INSTRUCTIONS FOR THE TASK: Out of the material that follows, write out exactly the lines from the line with "p.position.y > bounds.y" to the line with "<= BOUNDS.x - s", both ends included, and no others.

■ ■ ■ ■ ■ ■ ■

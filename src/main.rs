use bevy::log::LogPlugin;
use bevy::prelude::*;
use bevy::window::WindowResolution;
use std::env;

use wavefall::config::{self, FieldConfig};
use wavefall::constants::{CANVAS_HEIGHT, CANVAS_WIDTH};
use wavefall::graphics;
use wavefall::headless::{HeadlessConfig, HeadlessPlugin, HEADLESS_ENV};
use wavefall::simulation::{self, SimulationPlugin};

fn main() {
    // Check for headless mode
    let headless = env::var(HEADLESS_ENV).ok();

    let mut app = App::new();

    if let Some(frames) = headless {
        let headless_config = HeadlessConfig::from_env_value(&frames);
        app.add_plugins((MinimalPlugins, LogPlugin::default()))
            .insert_resource(FieldConfig::default())
            .add_plugins(HeadlessPlugin {
                config: headless_config,
            })
            .add_systems(
                Startup,
                config::load_field_config.before(simulation::setup_field_system),
            );
        println!("Running headless for {} frames", headless_config.frame_limit);
    } else {
        app.add_plugins(DefaultPlugins.set(WindowPlugin {
            primary_window: Some(Window {
                title: "Wavefall".into(),
                resolution: WindowResolution::new(CANVAS_WIDTH as u32, CANVAS_HEIGHT as u32),
                ..Default::default()
            }),
            ..Default::default()
        }))
        .insert_resource(ClearColor(Color::BLACK))
        // Compiled defaults; load_field_config overwrites them from
        // assets/field.toml (if present) before the field is built.
        .insert_resource(FieldConfig::default())
        .add_plugins(SimulationPlugin)
        .add_systems(
            Startup,
            (
                // Load config first so every other startup system sees the final values.
                config::load_field_config
                    .before(simulation::setup_field_system)
                    .before(graphics::fit_window_to_canvas)
                    .before(graphics::configure_gizmo_lines),
                graphics::setup_camera,
            ),
        );
    }

    app.run();
}
//! Windowless run mode.
//!
//! `WAVEFALL_HEADLESS=<frames>` runs the field under `MinimalPlugins`, logs
//! population stats every [`HEADLESS_LOG_INTERVAL`] frames, and exits once the
//! frame limit is reached.  Useful for tuning the config without a display.

use crate::config::FieldConfig;
use crate::constants::HEADLESS_LOG_INTERVAL;
use crate::simulation::{self, FieldState};
use bevy::prelude::*;

/// Environment variable enabling headless mode; its value is the frame limit.
pub const HEADLESS_ENV: &str = "WAVEFALL_HEADLESS";

/// Default frame limit when the variable is set but not a number.
pub const DEFAULT_FRAME_LIMIT: u64 = 600;

/// Headless run settings.
#[derive(Resource, Debug, Clone, Copy, PartialEq, Eq)]
pub struct HeadlessConfig {
    pub frame_limit: u64,
}

impl HeadlessConfig {
    /// Parse the env-var value; anything unparsable gets the default limit.
    pub fn from_env_value(value: &str) -> Self {
        let frame_limit = value.trim().parse().unwrap_or(DEFAULT_FRAME_LIMIT);
        Self { frame_limit }
    }
}

/// Step the field without a window and exit after the frame limit.
pub struct HeadlessPlugin {
    pub config: HeadlessConfig,
}

impl Plugin for HeadlessPlugin {
    fn build(&self, app: &mut App) {
        app.init_resource::<FieldConfig>()
            .insert_resource(self.config)
            .add_systems(Startup, simulation::setup_field_system)
            .add_systems(
                Update,
                (simulation::field_step_system, headless_logging_system).chain(),
            );
    }
}

/// Log stats periodically and request exit at the frame limit.
pub fn headless_logging_system(
    headless: Res<HeadlessConfig>,
    field: Option<Res<FieldState>>,
    mut exit: MessageWriter<bevy::app::AppExit>,
) {
    let Some(field) = field else {
        return;
    };
    let stats = field.0.stats();

    if stats.frame == 1 || stats.frame.is_multiple_of(HEADLESS_LOG_INTERVAL) {
        info!(
            "[Frame {}] {} | particles: {} | resting: {} | spawning: {}",
            stats.frame,
            field.0.variant().label(),
            stats.population,
            stats.resting,
            stats.spawning
        );
    }

    if stats.frame >= headless.frame_limit {
        info!(
            "Headless run finished after {} frames with {} particles ({} resting)",
            stats.frame, stats.population, stats.resting
        );
        exit.write(bevy::app::AppExit::Success);
    }
}
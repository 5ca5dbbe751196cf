//! Drawing contract between the field and whatever displays it.
//!
//! The field only speaks in canvas-space primitives (transform stack,
//! stroke settings, polylines).  [`crate::graphics::GizmoSurface`] maps them
//! onto Bevy gizmos; [`NullSurface`] discards them for headless runs.

use crate::constants::*;
use crate::particle::Particle;
use bevy::prelude::*;

/// A 2D canvas with a transform stack and polyline drawing.
pub trait DrawSurface {
    /// Fill the whole canvas with `color`.
    fn clear(&mut self, color: Color);

    fn push(&mut self);
    fn pop(&mut self);
    fn translate(&mut self, offset: Vec2);
    fn rotate(&mut self, angle: f32);

    fn stroke(&mut self, color: Color);
    fn stroke_weight(&mut self, weight: f32);
    fn no_fill(&mut self);

    fn begin_shape(&mut self);
    fn vertex(&mut self, point: Vec2);
    fn end_shape(&mut self);
}

/// Surface that draws nothing.
#[derive(Debug, Default, Clone, Copy)]
pub struct NullSurface;

impl DrawSurface for NullSurface {
    fn clear(&mut self, _color: Color) {}
    fn push(&mut self) {}
    fn pop(&mut self) {}
    fn translate(&mut self, _offset: Vec2) {}
    fn rotate(&mut self, _angle: f32) {}
    fn stroke(&mut self, _color: Color) {}
    fn stroke_weight(&mut self, _weight: f32) {}
    fn no_fill(&mut self) {}
    fn begin_shape(&mut self) {}
    fn vertex(&mut self, _point: Vec2) {}
    fn end_shape(&mut self) {}
}

/// Local-space samples of a particle's wave line.
///
/// x runs from `-size * line_length` up to (not including)
/// `size * line_length` in `WAVE_SAMPLE_STEP` steps; y is
/// `sin((x + age * frequency) * WAVE_PHASE_SCALE) * amplitude`.
pub fn wave_points(p: &Particle) -> impl Iterator<Item = Vec2> + '_ {
    let style = p.style();
    let half = p.size() * style.line_length;
    let count = ((half * 2.0) / WAVE_SAMPLE_STEP).ceil().max(0.0) as usize;
    let phase = p.age() as f32 * style.frequency;
    (0..count).map(move |k| {
        let x = -half + k as f32 * WAVE_SAMPLE_STEP;
        let y = ((x + phase) * WAVE_PHASE_SCALE).sin() * style.amplitude;
        Vec2::new(x, y)
    })
}

/// Draw one particle as an unfilled wavy polyline in its own rotated frame.
pub fn draw_particle<S: DrawSurface + ?Sized>(surface: &mut S, p: &Particle) {
    surface.push();
    surface.translate(p.position);
    surface.rotate(p.rotation());

    surface.stroke(p.style().color);
    surface.stroke_weight(STROKE_WEIGHT);
    surface.no_fill();

    surface.begin_shape();
    for point in wave_points(p) {
        surface.vertex(point);
    }
    surface.end_shape();

    surface.pop();
}
//! Configuration error types.
//!
//! The simulation itself never fails: every per-frame operation is a plain
//! numeric transform.  Only loading and validating [`crate::config::FieldConfig`]
//! can go wrong, and those failures fall back to compiled defaults.

use std::fmt;

/// Top-level error enum for wavefall.
#[derive(Debug)]
pub enum FieldError {
    /// The config file exists but could not be read.
    Io(std::io::Error),

    /// The config file is not valid TOML or has a mistyped key.
    Parse(toml::de::Error),

    /// A config value is outside its safe operating range.
    UnsafeConstant {
        /// Name of the config key (for logging).
        name: &'static str,
        /// The value that was rejected.
        value: f32,
        /// Human-readable description of the safe range.
        safe_range: &'static str,
    },

    /// `WAVEFALL_VARIANT` named a variant that does not exist.
    UnknownVariant(String),
}

impl fmt::Display for FieldError {
    fn fmt(&self, f: &mut fmt::Formatter<'_>) -> fmt::Result {
        match self {
            FieldError::Io(e) => write!(f, "could not read config: {}", e),
            FieldError::Parse(e) => write!(f, "could not parse config: {}", e),
            FieldError::UnsafeConstant {
                name,
                value,
                safe_range,
            } => write!(
                f,
                "config '{}' = {} is outside safe range {}",
                name, value, safe_range
            ),
            FieldError::UnknownVariant(name) => write!(
                f,
                "unknown variant '{}' (expected 'wave_field' or 'gravity_fall')",
                name
            ),
        }
    }
}

impl std::error::Error for FieldError {
    fn source(&self) -> Option<&(dyn std::error::Error + 'static)> {
        match self {
            FieldError::Io(e) => Some(e),
            FieldError::Parse(e) => Some(e),
            _ => None,
        }
    }
}

impl From<std::io::Error> for FieldError {
    fn from(e: std::io::Error) -> Self {
        FieldError::Io(e)
    }
}

impl From<toml::de::Error> for FieldError {
    fn from(e: toml::de::Error) -> Self {
        FieldError::Parse(e)
    }
}

/// Convenience alias: a `Result` using `FieldError` as the error type.
pub type FieldResult<T> = Result<T, FieldError>;

// ── Validation helpers ────────────────────────────────────────────────────────

/// Returns an error unless `lo < value <= hi` (or `lo <= value` when
/// `inclusive_lo` is set).
pub fn validate_range(
    name: &'static str,
    value: f32,
    lo: f32,
    hi: f32,
    inclusive_lo: bool,
    safe_range: &'static str,
) -> FieldResult<()> {
    let above_lo = if inclusive_lo { value >= lo } else { value > lo };
    if above_lo && value <= hi && value.is_finite() {
        Ok(())
    } else {
        Err(FieldError::UnsafeConstant {
            name,
            value,
            safe_range,
        })
    }
}

/// Returns an error if `value` is not strictly positive.
pub fn validate_positive(name: &'static str, value: f32) -> FieldResult<()> {
    validate_range(name, value, 0.0, f32::MAX, false, "(0.0, ∞)")
}
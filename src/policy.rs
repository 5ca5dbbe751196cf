//! The two behaviour variants, as one tagged policy.
//!
//! | Variant        | Forces                              | Walls                            | Population              |
//! |----------------|-------------------------------------|----------------------------------|-------------------------|
//! | `WaveField`    | sideways sine wave + centre pull    | clamp all four edges             | dense grid at setup     |
//! | `GravityFall`  | constant gravity                    | floor settles, lossy side bounce | trickle spawn + culling |
//!
//! Both share overlap resolution and rendering.

use crate::config::FieldConfig;
use crate::constants::*;
use crate::error::FieldError;
use crate::particle::{Palette, Particle};
use bevy::prelude::*;
use serde::Deserialize;
use std::str::FromStr;

#[derive(Debug, Clone, Copy, PartialEq, Eq, Default, Deserialize)]
#[serde(rename_all = "snake_case")]
pub enum Variant {
    /// Lines drift in an ambient sine wave and fill the whole canvas.
    #[default]
    WaveField,
    /// Lines rain in from the top and pile up on the floor.
    GravityFall,
}

impl FromStr for Variant {
    type Err = FieldError;

    fn from_str(s: &str) -> Result<Self, Self::Err> {
        match s.trim().to_ascii_lowercase().as_str() {
            "wave_field" | "wave" | "a" => Ok(Variant::WaveField),
            "gravity_fall" | "gravity" | "b" => Ok(Variant::GravityFall),
            other => Err(FieldError::UnknownVariant(other.to_string())),
        }
    }
}

impl Variant {
    #[inline]
    pub fn label(self) -> &'static str {
        match self {
            Variant::WaveField => "wave_field",
            Variant::GravityFall => "gravity_fall",
        }
    }

    /// Fraction of the summed sizes two particles may approach to.
    pub fn tightness(self) -> f32 {
        match self {
            Variant::WaveField => WAVE_FIELD_TIGHTNESS,
            Variant::GravityFall => GRAVITY_FALL_TIGHTNESS,
        }
    }

    /// Pairs farther apart than this are not checked for overlap.
    /// `None` means every pair is checked.
    pub fn neighbor_radius(self, size: f32) -> Option<f32> {
        match self {
            Variant::WaveField => Some(size * NEIGHBOR_RADIUS_FACTOR),
            Variant::GravityFall => None,
        }
    }

    pub fn palette(self) -> Palette {
        match self {
            Variant::WaveField => Palette::Embers,
            Variant::GravityFall => {
                let [r, g, b] = GRAVITY_FALL_STROKE.map(|c| c / 255.0);
                Palette::Solid(Color::srgb(r, g, b))
            }
        }
    }

    /// Whether new particles trickle in at the top every frame.
    pub fn spawns(self) -> bool {
        matches!(self, Variant::GravityFall)
    }

    /// Whether the cursor should be hidden over the canvas.
    pub fn hides_cursor(self) -> bool {
        matches!(self, Variant::WaveField)
    }

    /// Whether the canvas follows the window size.
    pub fn tracks_window(self) -> bool {
        matches!(self, Variant::GravityFall)
    }

    /// Accumulate this frame's forces and apply friction.
    ///
    /// Resting particles are skipped in both variants so their velocity stays
    /// exactly zero.
    pub fn apply_forces(self, p: &mut Particle, config: &FieldConfig, bounds: Vec2) {
        if p.resting {
            return;
        }
        match self {
            Variant::WaveField => {
                let wave = (p.age as f32 * WAVE_FORCE_RATE).sin() * WAVE_FORCE_STRENGTH;
                let from_center = p.position.y - bounds.y * 0.5;
                p.push_force(Vec2::new(wave, -from_center * CENTER_RESTORE_COEFF));
            }
            Variant::GravityFall => {
                p.push_force(Vec2::new(0.0, config.gravity));
            }
        }
        p.velocity *= config.friction;
    }

    /// Keep the particle inside the canvas.
    pub fn apply_boundaries(self, p: &mut Particle, bounds: Vec2) {
        let size = p.size;
        match self {
            Variant::WaveField => {
                if p.position.y - size < 0.0 {
                    p.position.y = size;
                    p.velocity.y = 0.0;
                }
                if p.position.y + size > bounds.y {
                    p.position.y = bounds.y - size;
                    p.velocity.y = 0.0;
                }
                if p.position.x - size < 0.0 {
                    p.position.x = size;
                    p.velocity.x = -p.velocity.x;
                }
                if p.position.x + size > bounds.x {
                    p.position.x = bounds.x - size;
                    p.velocity.x = -p.velocity.x;
                }
            }
            Variant::GravityFall => {
                if p.position.y + size >= bounds.y {
                    p.position.y = bounds.y - size;
                    if !p.resting {
                        p.settle();
                    }
                }
                if p.position.x - size < 0.0 {
                    p.position.x = size;
                    wall_bounce(p);
                }
                if p.position.x + size > bounds.x {
                    p.position.x = bounds.x - size;
                    wall_bounce(p);
                }
            }
        }
    }

    /// Whether a particle has left the canvas for good.
    pub fn should_cull(self, p: &Particle, bounds: Vec2) -> bool {
        match self {
            Variant::WaveField => false,
            Variant::GravityFall => {
                p.position.y > bounds.y + p.size * CULL_DEPTH_FACTOR && p.age > CULL_MIN_AGE
            }
        }
    }
}

fn wall_bounce(p: &mut Particle) {
    if p.velocity.x.abs() < WALL_REST_SPEED {
        p.velocity.x = 0.0;
    } else {
        p.velocity.x *= WALL_BOUNCE;
    }
}

#[cfg(test)]
mod tests {
    use super::*;
    use crate::particle::WaveStyle;

    const BOUNDS: Vec2 = Vec2::new(400.0, 300.0);

    fn at(x: f32, y: f32, vel: Vec2) -> Particle {
        Particle::new(Vec2::new(x, y), SHAPE_SIZE, 0.0, 0.02, WaveStyle::default()).with_velocity(vel)
    }

    fn in_bounds(p: &Particle) -> bool {
        let s = p.size();
        p.position.x >= s
            && p.position.x <= BOUNDS.x - s
            && p.position.y >= s
            && p.position.y <= BOUNDS.y - s
    }

    #[test]
    fn variant_parses_from_env_spellings() {
        assert_eq!("wave_field".parse::<Variant>().unwrap(), Variant::WaveField);
        assert_eq!(" Gravity_Fall ".parse::<Variant>().unwrap(), Variant::GravityFall);
        assert_eq!("b".parse::<Variant>().unwrap(), Variant::GravityFall);
        assert!(matches!(
            "sideways".parse::<Variant>(),
            Err(FieldError::UnknownVariant(_))
        ));
    }

    // ── Forces ────────────────────────────────────────────────────────────────

    #[test]
    fn wave_force_follows_age_and_pulls_toward_centre() {
        let config = FieldConfig::default();
        let mut p = at(200.0, 250.0, Vec2::ZERO);
        p.age = 40;
        Variant::WaveField.apply_forces(&mut p, &config, BOUNDS);
        let expected_x = (40.0_f32 * WAVE_FORCE_RATE).sin() * WAVE_FORCE_STRENGTH;
        assert!((p.acceleration.x - expected_x).abs() < 1e-6);
        // Below centre (y grows down) → pulled up.
        assert!(p.acceleration.y < 0.0);
        assert!((p.acceleration.y + 100.0 * CENTER_RESTORE_COEFF).abs() < 1e-7);
    }

    #[test]
    fn friction_damps_velocity() {
        let config = FieldConfig::default();
        let mut p = at(200.0, 150.0, Vec2::new(10.0, -10.0));
        Variant::WaveField.apply_forces(&mut p, &config, BOUNDS);
        assert!((p.velocity().x - 10.0 * config.friction).abs() < 1e-5);
        assert!((p.velocity().y + 10.0 * config.friction).abs() < 1e-5);
    }

    #[test]
    fn gravity_only_acts_on_moving_particles() {
        let config = FieldConfig::default();
        let mut moving = at(200.0, 100.0, Vec2::ZERO);
        Variant::GravityFall.apply_forces(&mut moving, &config, BOUNDS);
        assert_eq!(moving.acceleration, Vec2::new(0.0, config.gravity));

        let mut resting = at(200.0, 100.0, Vec2::ZERO);
        resting.settle();
        Variant::GravityFall.apply_forces(&mut resting, &config, BOUNDS);
        assert_eq!(resting.acceleration, Vec2::ZERO);
        assert_eq!(resting.velocity(), Vec2::ZERO);
    }

    // ── Wave-field walls ──────────────────────────────────────────────────────

    #[test]
    fn wave_field_clamps_every_edge() {
        let cases = [
            (at(-5.0, 150.0, Vec2::new(-3.0, 1.0)), Vec2::new(3.0, 1.0)),
            (at(405.0, 150.0, Vec2::new(3.0, 1.0)), Vec2::new(-3.0, 1.0)),
            (at(200.0, 2.0, Vec2::new(1.0, -3.0)), Vec2::new(1.0, 0.0)),
            (at(200.0, 299.0, Vec2::new(1.0, 3.0)), Vec2::new(1.0, 0.0)),
        ];
        for (mut p, expected_vel) in cases {
            Variant::WaveField.apply_boundaries(&mut p, BOUNDS);
            assert!(in_bounds(&p), "position {:?} escaped", p.position);
            assert_eq!(p.velocity(), expected_vel);
            assert!(!p.is_resting());
        }
    }

    #[test]
    fn wave_field_leaves_interior_particles_alone() {
        let mut p = at(200.0, 150.0, Vec2::new(2.0, 2.0));
        Variant::WaveField.apply_boundaries(&mut p, BOUNDS);
        assert_eq!(p.position, Vec2::new(200.0, 150.0));
        assert_eq!(p.velocity(), Vec2::new(2.0, 2.0));
    }

    // ── Gravity-fall walls ────────────────────────────────────────────────────

    #[test]
    fn floor_contact_settles() {
        let mut p = at(200.0, 295.0, Vec2::new(1.0, 6.0));
        Variant::GravityFall.apply_boundaries(&mut p, BOUNDS);
        assert!(p.is_resting());
        assert_eq!(p.position.y, BOUNDS.y - SHAPE_SIZE);
        assert_eq!(p.velocity(), Vec2::ZERO);
        assert_eq!(p.rotation_speed(), 0.0);
    }

    #[test]
    fn fast_wall_hit_bounces_with_loss() {
        let mut p = at(-1.0, 100.0, Vec2::new(-10.0, 0.0));
        Variant::GravityFall.apply_boundaries(&mut p, BOUNDS);
        assert_eq!(p.position.x, SHAPE_SIZE);
        assert!((p.velocity().x - 3.0).abs() < 1e-6);

        let mut p = at(395.0, 100.0, Vec2::new(10.0, 0.0));
        Variant::GravityFall.apply_boundaries(&mut p, BOUNDS);
        assert_eq!(p.position.x, BOUNDS.x - SHAPE_SIZE);
        assert!((p.velocity().x + 3.0).abs() < 1e-6);
    }

    #[test]
    fn slow_wall_hit_stops_instead_of_bouncing() {
        let mut p = at(395.0, 100.0, Vec2::new(1.5, 0.0));
        Variant::GravityFall.apply_boundaries(&mut p, BOUNDS);
        assert_eq!(p.velocity().x, 0.0);
    }

    // ── Culling ───────────────────────────────────────────────────────────────

    #[test]
    fn cull_needs_both_depth_and_age() {
        let deep = BOUNDS.y + SHAPE_SIZE * CULL_DEPTH_FACTOR + 1.0;
        let mut young_deep = at(100.0, deep, Vec2::ZERO);
        young_deep.age = CULL_MIN_AGE;
        assert!(!Variant::GravityFall.should_cull(&young_deep, BOUNDS));

        let mut old_shallow = at(100.0, BOUNDS.y + SHAPE_SIZE, Vec2::ZERO);
        old_shallow.age = CULL_MIN_AGE + 1;
        assert!(!Variant::GravityFall.should_cull(&old_shallow, BOUNDS));

        let mut old_deep = at(100.0, deep, Vec2::ZERO);
        old_deep.age = CULL_MIN_AGE + 1;
        assert!(Variant::GravityFall.should_cull(&old_deep, BOUNDS));
        assert!(!Variant::WaveField.should_cull(&old_deep, BOUNDS));
    }
}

■ ■ ■ ■ ■ ■ ■

WRITTEN RESPONSE:
                p.position.y > bounds.y + p.size * CULL_DEPTH_FACTOR && p.age > CULL_MIN_AGE
            }
        }
    }
}

fn wall_bounce(p: &mut Particle) {
    if p.velocity.x.abs() < WALL_REST_SPEED {
        p.velocity.x = 0.0;
    } else {
        p.velocity.x *= WALL_BOUNCE;
    }
}

#[cfg(test)]
mod tests {
    use super::*;
    use crate::particle::WaveStyle;

    const BOUNDS: Vec2 = Vec2::new(400.0, 300.0);

    fn at(x: f32, y: f32, vel: Vec2) -> Particle {
        Particle::new(Vec2::new(x, y), SHAPE_SIZE, 0.0, 0.02, WaveStyle::default()).with_velocity(vel)
    }

    fn in_bounds(p: &Particle) -> bool {
        let s = p.size();
        p.position.x >= s
            && p.position.x <= BOUNDS.x - s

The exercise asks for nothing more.